The present invention relates generally to a paper skew removal apparatus for use in a paper feeder, and, in particular, to a paper skew removal apparatus for use in a printer that will reduce the printer size and speed up print time, and a technique for removing the skew of paper in a paper feeder.
Generally, various types of paper skew removal apparatuses have been proposed. FIGS. 20(a)-20(c) illustrate a paper skew removal apparatus described in Unexamined Japanese Patent Application No. Hei. 1-141070. The paper skew removal apparatus includes a platen 2 positioned orthogonal to an advancing direction A of a paper P fed by paired paper feed rollers 1, 1. The axis of platen 2 is parallel to the axis of each of the paired paper feed rollers 1, 1. When leading edge Pa of paper P advances and contacts platen 2, a slack loop Pb forms in paper P as shown in FIG. 20(b). The slack loop Pb absorbs a skew of the paper. Thereafter, platen 2 rotates in a clockwise direction so as to feed paper P as shown in FIG. 20(c). With platen 2 rotating in the clockwise direction, and paper P moving in the direction as indicated by arrow A, paired paper feed rollers 1, 1 rotate in the clockwise direction and a slackened part Pb', having absorbed the skew, gradually disappears.
Another paper skew removal apparatus, shown in FIGS. 21(a)-21(c), is described in Unexamined Japanese Patent Publication No. Hei. 2-62348. FIG. 21(a) shows a single long paper feed roller 3 and a discharge film 4 which interact with each other to feed paper P while pressing the paper over its full width. A pair of rollers 5, 6, positioned downstream of the combination of paper feed roller 3 and discharge film 4, are arrayed orthogonal to the advancing direction A of paper P. A leading edge Pa of paper P moves in the direction as indicated by arrow A and contacts a nip T between stationary paired rollers 5, 6. Then, as shown in FIG. 21(b), paper P is turned in the direction of an arrow B. As a result, the paper skew is removed and the paper is orientated as shown in FIG. 21(c).
The conventional paper skew removal apparatuses employing the structures described above have the following problems.
In the paper skew removal apparatus of FIG. 20, a slack loop Pb of paper P must be formed between paired paper feed roller 1, 1 and platen 2. Accordingly, a large space must be provided between paired paper feed roller 1, 1 and platen 2, and there is a long delay before paper P reaches platen 2. Formation of slack loop Pb after the paper reaches platen 2 also delays printing.

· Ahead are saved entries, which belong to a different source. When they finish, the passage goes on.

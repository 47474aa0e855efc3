//! Per-room reconciliation engine.
//!
//! Each open room owns one [`RoomProjection`] held in a `watch` channel. Remote change events
//! and local optimistic writes both go through [`RoomProjection::apply`], so the echo of a
//! local write is a no-op and every subscriber only wakes on real changes.
//!
//! Room rows from the feed always overwrite the local phase and topic, even when they echo an
//! older local write. When a feed ends, for instance after it fell behind, the engine
//! subscribes again and replaces its rows with a fresh fetch.

use std::{
    sync::{Arc, Mutex, Weak},
    time::Duration,
};

use futures::StreamExt;
use rand::seq::IndexedRandom;
use tokio::{sync::watch, task::JoinHandle, time::sleep};
use tracing::{debug, info, warn};

use crate::{
    dao::{
        models::{ChangeEvent, EstimateEntity, ParticipantEntity, RoomEntity, RoomPatch},
        record_store::{ChangeFeed, RecordStore},
        storage::{StorageError, StorageResult},
    },
    state::{
        phase::RoomPhase,
        projection::RoomProjection,
        room::{Estimate, EstimateValue, Participant, Persona, Topic, room_entity},
    },
};

/// Number of simulated participants seated by one "add simulated participants" request.
pub const SIMULATED_BATCH: usize = 3;

const RESUBSCRIBE_BACKOFF_START: Duration = Duration::from_secs(1);
const RESUBSCRIBE_BACKOFF_MAX: Duration = Duration::from_secs(10);

/// Error raised when a room cannot be bootstrapped.
#[derive(Debug, thiserror::Error)]
#[error("room `{room_id}` could not be created or fetched")]
pub struct RoomVanished {
    room_id: String,
}

/// Handle on the live state of one room. Cheap to clone.
#[derive(Clone)]
pub struct RoomEngine {
    inner: Arc<EngineInner>,
}

struct EngineInner {
    room_id: String,
    local: Participant,
    store: Arc<dyn RecordStore>,
    personas: Vec<Persona>,
    projection: watch::Sender<RoomProjection>,
    feed_task: Mutex<Option<JoinHandle<()>>>,
}

impl EngineInner {
    fn apply(&self, event: &ChangeEvent) -> bool {
        self.projection.send_if_modified(|projection| projection.apply(event))
    }

    /// Apply a local room patch on top of the projected room row.
    fn apply_patch(&self, patch: &RoomPatch) -> bool {
        self.projection.send_if_modified(|projection| {
            let mut room = room_entity(&self.room_id, projection.phase, &projection.topic);
            patch.apply_to(&mut room);
            projection.apply(&ChangeEvent::update(room))
        })
    }

    /// Subscribe again and replace the projected rows with a fresh fetch.
    ///
    /// The new feed is opened before the fetch so writes landing in between are not lost.
    async fn resync(&self) -> StorageResult<ChangeFeed> {
        let feed = self.store.subscribe(&self.room_id).await?;
        let room = self.store.find_room(&self.room_id).await?;
        let participants = self.store.list_participants(&self.room_id).await?;
        let estimates = self.store.list_estimates(&self.room_id).await?;

        let changed = self.projection.send_if_modified(|projection| {
            let room = room.unwrap_or_else(|| {
                room_entity(&self.room_id, projection.phase, &projection.topic)
            });
            projection.resync(&room, participants, estimates)
        });
        info!(room_id = %self.room_id, changed, "room resynchronised from the store");
        Ok(feed)
    }

    fn apply_all(&self, events: &[ChangeEvent]) -> bool {
        self.projection.send_if_modified(|projection| {
            events
                .iter()
                .fold(false, |changed, event| projection.apply(event) | changed)
        })
    }

    fn stop_feed(&self) {
        let handle = self
            .feed_task
            .lock()
            .unwrap_or_else(|poisoned| poisoned.into_inner())
            .take();
        if let Some(handle) = handle {
            handle.abort();
        }
    }
}

impl Drop for EngineInner {
    fn drop(&mut self) {
        self.stop_feed();
    }
}

impl RoomEngine {
    /// Bootstrap a room and start following its change feed.
    ///
    /// The feed is opened before the initial fetch; events buffered meanwhile are applied on
    /// top of the fetched rows, so nothing written between the two is lost. The room is created
    /// when missing and `local` is seated when absent from the roster.
    pub async fn open(
        store: Arc<dyn RecordStore>,
        room_id: &str,
        local: Participant,
        personas: Vec<Persona>,
    ) -> StorageResult<Self> {
        let feed = store.subscribe(room_id).await?;

        let room = fetch_or_create_room(store.as_ref(), room_id).await?;
        let participants = store.list_participants(room_id).await?;
        let estimates = store.list_estimates(room_id).await?;
        let mut projection = RoomProjection::seed(&room, participants, estimates);

        if !projection.participants.contains_key(&local.id) {
            let row = ParticipantEntity::from((room_id, &local));
            match store.insert_participant(row.clone()).await {
                Ok(()) => {}
                Err(err) if err.is_conflict() => {
                    debug!(room_id, participant_id = %local.id, "participant already seated");
                }
                Err(err) => return Err(err),
            }
            projection.apply(&ChangeEvent::insert(row));
        }

        info!(
            room_id,
            participant_id = %local.id,
            phase = ?projection.phase,
            roster = projection.participants.len(),
            "room opened"
        );

        let (projection, _) = watch::channel(projection);
        let inner = Arc::new(EngineInner {
            room_id: room_id.to_string(),
            local,
            store,
            personas,
            projection,
            feed_task: Mutex::new(None),
        });

        let handle = tokio::spawn(follow_feed(Arc::downgrade(&inner), feed));
        *inner
            .feed_task
            .lock()
            .unwrap_or_else(|poisoned| poisoned.into_inner()) = Some(handle);

        Ok(Self { inner })
    }

    pub fn room_id(&self) -> &str {
        &self.inner.room_id
    }

    /// The human participant this engine acts for.
    pub fn local_participant(&self) -> &Participant {
        &self.inner.local
    }

    /// Copy of the current projection.
    pub fn snapshot(&self) -> RoomProjection {
        self.inner.projection.borrow().clone()
    }

    /// Receiver notified after every projection change.
    pub fn subscribe(&self) -> watch::Receiver<RoomProjection> {
        self.inner.projection.subscribe()
    }

    pub fn all_voted(&self) -> bool {
        self.inner.projection.borrow().all_voted()
    }

    /// Replace the topic. Only the topic fields are written.
    pub async fn set_topic(&self, title: &str, description: &str) {
        let patch = RoomPatch::topic(&Topic::new(title, description));
        self.write_room(patch, "set topic").await;
    }

    /// Move the room to `next`.
    ///
    /// Entering voting also wipes every estimate of the room, locally and in the store. The
    /// engine accepts any edge; callers decide which ones are legal.
    pub async fn set_phase(&self, next: RoomPhase) {
        if next == RoomPhase::Voting {
            let events: Vec<ChangeEvent> = self
                .inner
                .projection
                .borrow()
                .estimates
                .values()
                .map(|estimate| {
                    ChangeEvent::delete(EstimateEntity::from((self.room_id(), estimate)))
                })
                .collect();
            self.inner.apply_all(&events);

            let cleared = self.inner.store.delete_estimates(self.room_id()).await;
            if let Ok(count) = &cleared {
                debug!(room_id = %self.room_id(), count, "cleared estimates for new round");
            }
            self.absorb(cleared.map(drop), "clear estimates");
        }

        self.write_room(RoomPatch::phase(next), "set phase").await;
    }

    /// Upsert the estimate of `participant_id` for the current round.
    pub async fn cast_vote(
        &self,
        participant_id: &str,
        value: EstimateValue,
        rationale: Option<String>,
    ) {
        let estimate = Estimate {
            participant_id: participant_id.to_string(),
            value,
            rationale,
        };
        let row = EstimateEntity::from((self.room_id(), &estimate));
        self.inner.apply(&ChangeEvent::insert(row.clone()));

        let result = self.inner.store.upsert_estimate(row).await;
        self.absorb(result, "cast vote");
    }

    /// Seat up to [`SIMULATED_BATCH`] personas that are not in the room yet, chosen at random.
    ///
    /// Returns the participants that were added to the projection.
    pub async fn add_simulated_participants(&self) -> Vec<Participant> {
        let chosen: Vec<Participant> = {
            let projection = self.inner.projection.borrow();
            let available: Vec<&Persona> = self
                .inner
                .personas
                .iter()
                .filter(|persona| {
                    !projection
                        .participants
                        .contains_key(&persona.participant_id())
                })
                .collect();
            available
                .choose_multiple(&mut rand::rng(), SIMULATED_BATCH)
                .map(|persona| Participant::simulated((*persona).clone()))
                .collect()
        };

        if chosen.is_empty() {
            info!(room_id = %self.room_id(), "every persona is already seated");
            return chosen;
        }

        let rows: Vec<ParticipantEntity> = chosen
            .iter()
            .map(|participant| ParticipantEntity::from((self.room_id(), participant)))
            .collect();
        let events: Vec<ChangeEvent> = rows.iter().cloned().map(ChangeEvent::insert).collect();
        self.inner.apply_all(&events);

        for row in rows {
            let participant_id = row.id.clone();
            match self.inner.store.insert_participant(row).await {
                Err(err) if err.is_conflict() => {
                    debug!(room_id = %self.room_id(), %participant_id, "persona seated concurrently");
                }
                result => self.absorb(result, "add simulated participant"),
            }
        }
        chosen
    }

    /// Remove the local human from the roster. Best effort.
    pub async fn leave(&self) {
        let row = ParticipantEntity::from((self.room_id(), &self.inner.local));
        self.inner.apply(&ChangeEvent::delete(row));

        let result = self
            .inner
            .store
            .delete_participant(self.room_id(), &self.inner.local.id)
            .await;
        self.absorb(result.map(drop), "leave room");
    }

    /// Stop following the change feed. The projection stays readable.
    pub fn close(&self) {
        self.inner.stop_feed();
        debug!(room_id = %self.room_id(), "room engine closed");
    }

    async fn write_room(&self, patch: RoomPatch, operation: &'static str) {
        self.inner.apply_patch(&patch);
        let result = self
            .inner
            .store
            .update_room(self.room_id(), patch)
            .await;
        self.absorb(result.map(drop), operation);
    }

    /// Log and swallow a failed durable write; the optimistic update stays in place.
    fn absorb(&self, result: StorageResult<()>, operation: &'static str) {
        if let Err(err) = result {
            warn!(room_id = %self.room_id(), operation, error = %err, "store write failed");
        }
    }
}

async fn fetch_or_create_room(store: &dyn RecordStore, room_id: &str) -> StorageResult<RoomEntity> {
    if let Some(room) = store.find_room(room_id).await? {
        return Ok(room);
    }

    let room = RoomEntity::new(room_id);
    match store.insert_room(room.clone()).await {
        Ok(()) => {
            info!(room_id, "created room");
            Ok(room)
        }
        Err(err) if err.is_conflict() => {
            debug!(room_id, "room created concurrently, fetching it");
            store.find_room(room_id).await?.ok_or_else(|| {
                StorageError::unavailable(
                    format!("room `{room_id}` vanished after creation race"),
                    RoomVanished {
                        room_id: room_id.to_string(),
                    },
                )
            })
        }
        Err(err) => Err(err),
    }
}

/// Apply change events in delivery order until the engine is dropped.
///
/// A feed that ends is replaced by a new subscription plus a full fetch, retried with backoff.
async fn follow_feed(engine: Weak<EngineInner>, mut feed: ChangeFeed) {
    loop {
        while let Some(event) = feed.next().await {
            let Some(engine) = engine.upgrade() else {
                return;
            };
            if engine.apply(&event) {
                debug!(room_id = %engine.room_id, kind = ?event.kind, "applied remote change");
            }
        }

        let mut delay = RESUBSCRIBE_BACKOFF_START;
        feed = loop {
            let Some(engine) = engine.upgrade() else {
                return;
            };
            warn!(room_id = %engine.room_id, "change feed ended, resubscribing");
            match engine.resync().await {
                Ok(feed) => break feed,
                Err(err) => {
                    warn!(room_id = %engine.room_id, error = %err, retry_in = ?delay, "resubscribe failed");
                }
            }
            drop(engine);
            sleep(delay).await;
            delay = (delay * 2).min(RESUBSCRIBE_BACKOFF_MAX);
        };
    }
}
//! Library crate for planning-poker-back, exposing modules for binaries and integration tests.

pub mod config;
pub mod dao;
pub mod dto;
pub mod error;
pub mod identity;
pub mod oracle;
pub mod routes;
pub mod services;
pub mod state;
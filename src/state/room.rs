use std::{fmt, str::FromStr};

use serde::{Deserialize, Serialize};
use thiserror::Error;

use crate::{
    dao::models::{EstimateEntity, ParticipantEntity, ParticipantKindEntity, RoomEntity},
    state::phase::RoomPhase,
};

/// Storage token used for the "unknown" card.
pub const UNKNOWN_TOKEN: &str = "?";
/// Prefix prepended to persona identifiers to build simulated participant ids.
pub const SIMULATED_ID_PREFIX: &str = "sim-";

/// Numeric members of the permitted estimation scale.
#[derive(Debug, Clone, Copy, PartialEq, Eq, Hash, PartialOrd, Ord)]
pub enum ScalePoint {
    One,
    Two,
    Three,
    Five,
    Eight,
    Thirteen,
    TwentyOne,
}

impl ScalePoint {
    /// Every numeric card, in scale order.
    pub const ALL: [ScalePoint; 7] = [
        ScalePoint::One,
        ScalePoint::Two,
        ScalePoint::Three,
        ScalePoint::Five,
        ScalePoint::Eight,
        ScalePoint::Thirteen,
        ScalePoint::TwentyOne,
    ];

    /// Numeric value printed on the card.
    pub const fn value(self) -> u8 {
        match self {
            ScalePoint::One => 1,
            ScalePoint::Two => 2,
            ScalePoint::Three => 3,
            ScalePoint::Five => 5,
            ScalePoint::Eight => 8,
            ScalePoint::Thirteen => 13,
            ScalePoint::TwentyOne => 21,
        }
    }

    /// Exact lookup of a card by its numeric value.
    pub fn from_value(value: u8) -> Option<Self> {
        Self::ALL.into_iter().find(|point| point.value() == value)
    }

    /// Snap an arbitrary number onto the closest card.
    ///
    /// Ties resolve to the card that comes first in scale order, so `4` snaps to `3`.
    /// Returns `None` for NaN and infinities.
    pub fn nearest(value: f64) -> Option<Self> {
        if !value.is_finite() {
            return None;
        }

        Self::ALL.into_iter().min_by(|left, right| {
            let left = (f64::from(left.value()) - value).abs();
            let right = (f64::from(right.value()) - value).abs();
            left.total_cmp(&right)
        })
    }
}

impl fmt::Display for ScalePoint {
    fn fmt(&self, f: &mut fmt::Formatter<'_>) -> fmt::Result {
        write!(f, "{}", self.value())
    }
}

/// Value of a single estimate: a card from the scale or the "unknown" sentinel.
#[derive(Debug, Clone, Copy, PartialEq, Eq, Hash, Serialize, Deserialize)]
#[serde(try_from = "String", into = "String")]
pub enum EstimateValue {
    /// A numeric card.
    Point(ScalePoint),
    /// The participant cannot estimate the topic. Only humans pick this one.
    Unknown,
}

/// Raised when a stored or submitted estimate is not on the permitted scale.
#[derive(Debug, Clone, PartialEq, Eq, Error)]
#[error("`{0}` is not a card of the estimation scale")]
pub struct OffScaleValue(pub String);

impl FromStr for EstimateValue {
    type Err = OffScaleValue;

    fn from_str(raw: &str) -> Result<Self, Self::Err> {
        let trimmed = raw.trim();
        if trimmed == UNKNOWN_TOKEN {
            return Ok(EstimateValue::Unknown);
        }

        trimmed
            .parse::<u8>()
            .ok()
            .and_then(ScalePoint::from_value)
            .map(EstimateValue::Point)
            .ok_or_else(|| OffScaleValue(raw.to_string()))
    }
}

impl TryFrom<String> for EstimateValue {
    type Error = OffScaleValue;

    fn try_from(value: String) -> Result<Self, Self::Error> {
        value.parse()
    }
}

impl From<EstimateValue> for String {
    fn from(value: EstimateValue) -> Self {
        value.to_string()
    }
}

impl fmt::Display for EstimateValue {
    fn fmt(&self, f: &mut fmt::Formatter<'_>) -> fmt::Result {
        match self {
            EstimateValue::Point(point) => point.fmt(f),
            EstimateValue::Unknown => f.write_str(UNKNOWN_TOKEN),
        }
    }
}

/// Work item being estimated in the current round.
#[derive(Debug, Clone, Default, PartialEq, Eq)]
pub struct Topic {
    pub title: String,
    pub description: String,
}

impl Topic {
    /// Build a topic from its two text fields.
    pub fn new(title: impl Into<String>, description: impl Into<String>) -> Self {
        Self {
            title: title.into(),
            description: description.into(),
        }
    }

    /// True when neither the title nor the description carries any text.
    pub fn is_blank(&self) -> bool {
        self.title.trim().is_empty() && self.description.trim().is_empty()
    }
}

/// Character sheet of a simulated participant, loaded from the persona catalog.
#[derive(Debug, Clone, PartialEq, Eq)]
pub struct Persona {
    /// Stable catalog identifier.
    pub id: String,
    /// Display name.
    pub name: String,
    /// Free-text role description, also fed to the estimate oracle.
    pub role: String,
    /// Avatar reference used by the frontend.
    pub avatar_ref: String,
}

impl Persona {
    /// Participant id this persona takes when seated in a room.
    pub fn participant_id(&self) -> String {
        format!("{SIMULATED_ID_PREFIX}{}", self.id)
    }
}

/// Whether a participant is a person or a simulated voter.
#[derive(Debug, Clone, PartialEq, Eq)]
pub enum ParticipantKind {
    Human,
    Simulated(Persona),
}

/// Member of a room's roster.
#[derive(Debug, Clone, PartialEq, Eq)]
pub struct Participant {
    pub id: String,
    pub display_name: String,
    pub avatar_ref: String,
    pub kind: ParticipantKind,
}

impl Participant {
    /// Build the roster entry of a human participant.
    pub fn human(
        id: impl Into<String>,
        display_name: impl Into<String>,
        avatar_ref: impl Into<String>,
    ) -> Self {
        Self {
            id: id.into(),
            display_name: display_name.into(),
            avatar_ref: avatar_ref.into(),
            kind: ParticipantKind::Human,
        }
    }

    /// Build the roster entry of a simulated participant from its persona.
    pub fn simulated(persona: Persona) -> Self {
        Self {
            id: persona.participant_id(),
            display_name: persona.name.clone(),
            avatar_ref: persona.avatar_ref.clone(),
            kind: ParticipantKind::Simulated(persona),
        }
    }

    /// Persona driving this participant, if it is simulated.
    pub fn persona(&self) -> Option<&Persona> {
        match &self.kind {
            ParticipantKind::Simulated(persona) => Some(persona),
            ParticipantKind::Human => None,
        }
    }

    pub fn is_simulated(&self) -> bool {
        matches!(self.kind, ParticipantKind::Simulated(_))
    }
}

/// A participant's vote for the current round.
#[derive(Debug, Clone, PartialEq, Eq)]
pub struct Estimate {
    pub participant_id: String,
    pub value: EstimateValue,
    /// Explanation attached by simulated participants.
    pub rationale: Option<String>,
}

/// Raised when a stored row cannot be turned into a domain value.
#[derive(Debug, Clone, PartialEq, Eq, Error)]
pub enum RowError {
    #[error("simulated participant `{id}` has no persona descriptor")]
    MissingPersona { id: String },
}

impl From<&RoomEntity> for Topic {
    fn from(room: &RoomEntity) -> Self {
        Self {
            title: room.topic_title.clone(),
            description: room.topic_description.clone(),
        }
    }
}

impl TryFrom<ParticipantEntity> for Participant {
    type Error = RowError;

    fn try_from(value: ParticipantEntity) -> Result<Self, Self::Error> {
        let kind = match value.kind {
            ParticipantKindEntity::Human => ParticipantKind::Human,
            ParticipantKindEntity::Simulated => {
                let role = value
                    .persona
                    .ok_or_else(|| RowError::MissingPersona {
                        id: value.id.clone(),
                    })?;
                let persona_id = value
                    .id
                    .strip_prefix(SIMULATED_ID_PREFIX)
                    .unwrap_or(&value.id)
                    .to_string();
                ParticipantKind::Simulated(Persona {
                    id: persona_id,
                    name: value.name.clone(),
                    role,
                    avatar_ref: value.avatar_ref.clone(),
                })
            }
        };

        Ok(Self {
            id: value.id,
            display_name: value.name,
            avatar_ref: value.avatar_ref,
            kind,
        })
    }
}

impl From<(&str, &Participant)> for ParticipantEntity {
    fn from((room_id, participant): (&str, &Participant)) -> Self {
        let (kind, persona) = match &participant.kind {
            ParticipantKind::Human => (ParticipantKindEntity::Human, None),
            ParticipantKind::Simulated(persona) => {
                (ParticipantKindEntity::Simulated, Some(persona.role.clone()))
            }
        };

        Self {
            id: participant.id.clone(),
            room_id: room_id.to_string(),
            name: participant.display_name.clone(),
            kind,
            avatar_ref: participant.avatar_ref.clone(),
            persona,
        }
    }
}

impl From<EstimateEntity> for Estimate {
    fn from(value: EstimateEntity) -> Self {
        Self {
            participant_id: value.participant_id,
            value: value.value,
            rationale: value.rationale,
        }
    }
}

impl From<(&str, &Estimate)> for EstimateEntity {
    fn from((room_id, estimate): (&str, &Estimate)) -> Self {
        EstimateEntity::new(
            room_id,
            &estimate.participant_id,
            estimate.value,
            estimate.rationale.clone(),
        )
    }
}

/// Build the room row that mirrors a phase and topic.
pub fn room_entity(room_id: &str, phase: RoomPhase, topic: &Topic) -> RoomEntity {
    RoomEntity {
        id: room_id.to_string(),
        topic_title: topic.title.clone(),
        topic_description: topic.description.clone(),
        phase,
    }
}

Thus, the paper skew removal apparatus of FIG. 20 has too long a paper feed time. Further, the size of the paper skew removal apparatus is large since paired paper feed roller 1, 1 and platen 2 must be positioned sufficiently away from each other in order to form the slack loop.
Furthermore, the paper skew removal apparatus described in FIG. 21 is constructed and arranged so that discharge film 4 cooperates with single long paper feed roller 3 to press the paper over its full width. Therefore, the paper skew removal apparatus has difficulty rotating paper P to remove the skew because of the pressure upon paper P over its full width.
Accordingly, it is desired to provide an improved paper skew removal apparatus which has a reduced paper feed time, a reduced size, and is capable of reliably removing a skew from the skewed paper.